The Harvard School of Public Health revealed that walking regularly could even curb the effects of Obesity-promoting genes, and thus nip it in the bud. While this might seem like an obvious point, this is one of the greatest benefits that you can obtain from walking daily. As you continue to walk, you would notice that your clothes are getting loose around your midsection, even if the scales do not show enthralling sights.
6. Curbs Stress Eating
Walking is a great way of staving off your stress eating habits and checks them from recurring. However, as viable as it is, walking cannot work in isolation and should be compounded by a good night’s sleep, meditation, and cultivating a healthy eating habits. Experts have an opinion that stress eating often stems from psychological or emotional problems. Walking regularly reverses the cortisol levels in your body and releases endorphin into your system, helping you get rid of stress.
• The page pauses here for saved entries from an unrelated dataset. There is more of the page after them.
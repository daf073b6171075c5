//! Render service
//!
//! Fetches the task definition a service is running, points the selected
//! container at the new image, refreshes its build identity variables,
//! strips server-assigned attributes, and writes the result to disk:
//!
//! 1. describe the service
//! 2. read its current task definition reference
//! 3. describe that task definition
//! 4. select the target container
//! 5. replace its image
//! 6. merge `GIT_REVISION`/`DOCKER_BUILD` into its environment
//! 7. sanitize
//! 8. write `task-definition-{revision}.json`
//! 9. report outputs

use std::path::PathBuf;

use anyhow::{Context, Result};
use keel_client::{ControlPlane, CredentialSource};
use keel_core::DeployError;
use keel_core::domain::task_definition::TaskDefinition;
use keel_core::transform::{
    BuildLabel, SelectionPolicy, merge_environment, sanitize, select_container,
};
use serde::Serialize;
use tracing::{debug, info, warn};

use crate::actions::OutputSink;
use crate::config::{Config, HostEnvironment};

/// Which outputs a run reports
#[derive(Debug, Clone, Copy, PartialEq, Eq)]
pub enum OutputSet {
    /// Output file path, all container names, and the selected container name
    All,
    /// Output file path only
    TaskDefinitionOnly,
}

/// Deployment configuration a render runs under
#[derive(Debug, Clone, PartialEq, Eq)]
pub struct DeployProfile {
    /// How the target container is chosen
    pub policy: SelectionPolicy,
    /// How credentials for the control plane are obtained
    pub credentials: CredentialSource,
    /// Which outputs are reported
    pub outputs: OutputSet,
}

impl DeployProfile {
    /// Multi-container tasks: first named container, ambient credentials,
    /// every output
    pub fn multi_container() -> Self {
        Self {
            policy: SelectionPolicy::FirstNamed,
            credentials: CredentialSource::Environment,
            outputs: OutputSet::All,
        }
    }

    /// Single-container tasks: the sole container, a named credential
    /// profile, output path only
    pub fn single_container(profile: impl Into<String>) -> Self {
        Self {
            policy: SelectionPolicy::SoleContainer,
            credentials: CredentialSource::Profile(profile.into()),
            outputs: OutputSet::TaskDefinitionOnly,
        }
    }
}

/// What a successful render produced
#[derive(Debug, Clone)]
pub struct RenderOutcome {
    /// Path of the written task definition file
    pub path: PathBuf,
    /// Every non-empty container name, in definition order
    pub container_names: Vec<String>,
    /// Name of the container that was updated
    pub selected_name: Option<String>,
    /// The sanitized document that was written
    pub task_definition: TaskDefinition,
}

/// Renders the task definition and reports the outputs
pub async fn run(
    plane: &dyn ControlPlane,
    config: &Config,
    host: &HostEnvironment,
    profile: &DeployProfile,
    sink: &mut dyn OutputSink,
) -> Result<RenderOutcome> {
    let outcome = render_task_definition(plane, config, host, profile.policy).await?;
    report_outputs(&outcome, profile.outputs, sink)?;
    Ok(outcome)
}

/// Renders the updated task definition for `config.service` and writes it to
/// the host's working directory
///
/// Nothing is written if any step fails.
pub async fn render_task_definition(
    plane: &dyn ControlPlane,
    config: &Config,
    host: &HostEnvironment,
    policy: SelectionPolicy,
) -> Result<RenderOutcome> {
    let services = plane
        .describe_services(&config.cluster, std::slice::from_ref(&config.service))
        .await
        .context("Failed to describe service")?;

    let Some(service) = services.services.as_deref().and_then(|s| s.first()) else {
        warn!("{}", to_payload(&services));
        return Err(DeployError::ServiceNotFound {
            cluster: config.cluster.clone(),
            service: config.service.clone(),
        }
        .into());
    };

    let Some(reference) = service.current_task_definition() else {
        warn!("{}", to_payload(&services));
        return Err(DeployError::MissingTaskDefinitionReference {
            service: config.service.clone(),
        }
        .into());
    };

    let described = plane
        .describe_task_definition(reference)
        .await
        .with_context(|| format!("Failed to describe task definition {}", reference))?;

    debug!(
        "Service {} is currently running: ARN: {}",
        service.service_name.as_deref().unwrap_or(&config.service),
        reference
    );

    let Some(mut task_definition) = described.task_definition.clone() else {
        warn!("{}", to_payload(&described));
        return Err(DeployError::MissingTaskDefinition {
            reference: reference.to_string(),
        }
        .into());
    };

    let selection = match select_container(
        task_definition.container_definitions.as_deref().unwrap_or_default(),
        policy,
    ) {
        Ok(selection) => selection,
        Err(e) => {
            warn!("{}", to_payload(&described));
            return Err(e.into());
        }
    };

    debug!(
        "Container Definitions names: {}",
        selection.all_names.join(", ")
    );

    let container = task_definition
        .container_definitions
        .as_mut()
        .and_then(|defs| defs.get_mut(selection.index))
        .ok_or(DeployError::NoContainerFound)?;

    debug!(
        "Task Definition {} is currently running {}",
        task_definition_label(&described.task_definition, reference),
        container.image.as_deref().unwrap_or("<no image>")
    );

    container.image = Some(config.image.clone());

    let build_label = BuildLabel::new(&config.app_env, &config.build_number);
    container.environment = Some(merge_environment(
        container.environment.take(),
        host.revision(),
        build_label.as_str(),
    ));

    sanitize(&mut task_definition);

    let contents = serde_json::to_string_pretty(&task_definition)
        .context("Failed to serialize task definition")?;
    let path = host
        .work_dir()
        .join(format!("task-definition-{}.json", host.revision()));

    tokio::fs::write(&path, contents)
        .await
        .with_context(|| format!("Failed to write task definition to {}", path.display()))?;

    info!("Wrote task definition to {}", path.display());

    Ok(RenderOutcome {
        path,
        container_names: selection.all_names,
        selected_name: selection.name,
        task_definition,
    })
}

/// Publishes the outputs selected by `outputs`
pub fn report_outputs(
    outcome: &RenderOutcome,
    outputs: OutputSet,
    sink: &mut dyn OutputSink,
) -> Result<()> {
    sink.set_output("task-definition", &outcome.path.to_string_lossy())?;

    if outputs == OutputSet::All {
        sink.set_output(
            "container-definition-name",
            &outcome.container_names.join(","),
        )?;
        sink.set_output(
            "first-container-definition-name",
            outcome.selected_name.as_deref().unwrap_or_default(),
        )?;
    }

    Ok(())
}

/// Raw response payload attached to failure diagnostics
fn to_payload<T: Serialize>(response: &T) -> String {
    serde_json::to_string(response).unwrap_or_else(|e| format!("<unserializable response: {}>", e))
}

fn task_definition_label<'a>(task_definition: &'a Option<TaskDefinition>, fallback: &'a str) -> &'a str {
    task_definition
        .as_ref()
        .and_then(|td| td.task_definition_arn.as_deref())
        .unwrap_or(fallback)
}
7. Tones Your Butt and Thighs
Sagar Pednekar, fitness professional, says that the ideal way to tone your thighs and butts is to walk as fast as you can. Brisk walking tones your glute muscles, but if you walk slowly and not feeling the pressure, it won’t be of much help. Try to speed up your pace every time you hit a low. During walks, try to squeeze your butt after every ten steps. This low impact workout is even feasible for people with other ailments, as it as it poses no risks opposed to strenuous workouts performed in the gym. Walking is also better for your spine than running and puts less stress on your disc, and is feasible for all age groups.
8. Keeps Your Legs Young
As you age chronologically, you are more vulnerable to falling prey to varicose veins. However, according to Luis Navarro, MD, founder and director of The Vein Treatment Center in New York City, walking can alleviate your chances of developing those unsightly lines. Our venous system incorporates a circulatory section, called ‘the second heart,’ which is constructed by valves, veins, and muscles located in our foot and calf.
This system is responsible for pushing your blood back up to the lungs and heart, instead of falling downwards, and walking serves to strengthen this circulatory system by preserving and fortifying leg muscles, which promotes a healthy flow of blood. Even if you are already afflicted with varicose veins, walking regularly can assuage restlessness and swelling in your legs. People, who are genetically predisposed to suffer from spider veins or varicose veins, are advised to walk daily to delay the onset.
9. Enhances Balance
Research has proven that walking on natural, uneven grounds, such as hiking trails and steps, reduces chances of slip and fall injuries in the elderly and enhances their balance. Walking programs which involve old patients walking on treadmills or indoors as briskly as they can handle, do not fare as well as when they are made to walk on meandering, unsteady paths. However, why wait until you are in your 70’s and at maximum risks of injuries. It is more prudent to cultivate a habit of walking daily from a young age, so that you enable yourself to navigate old age.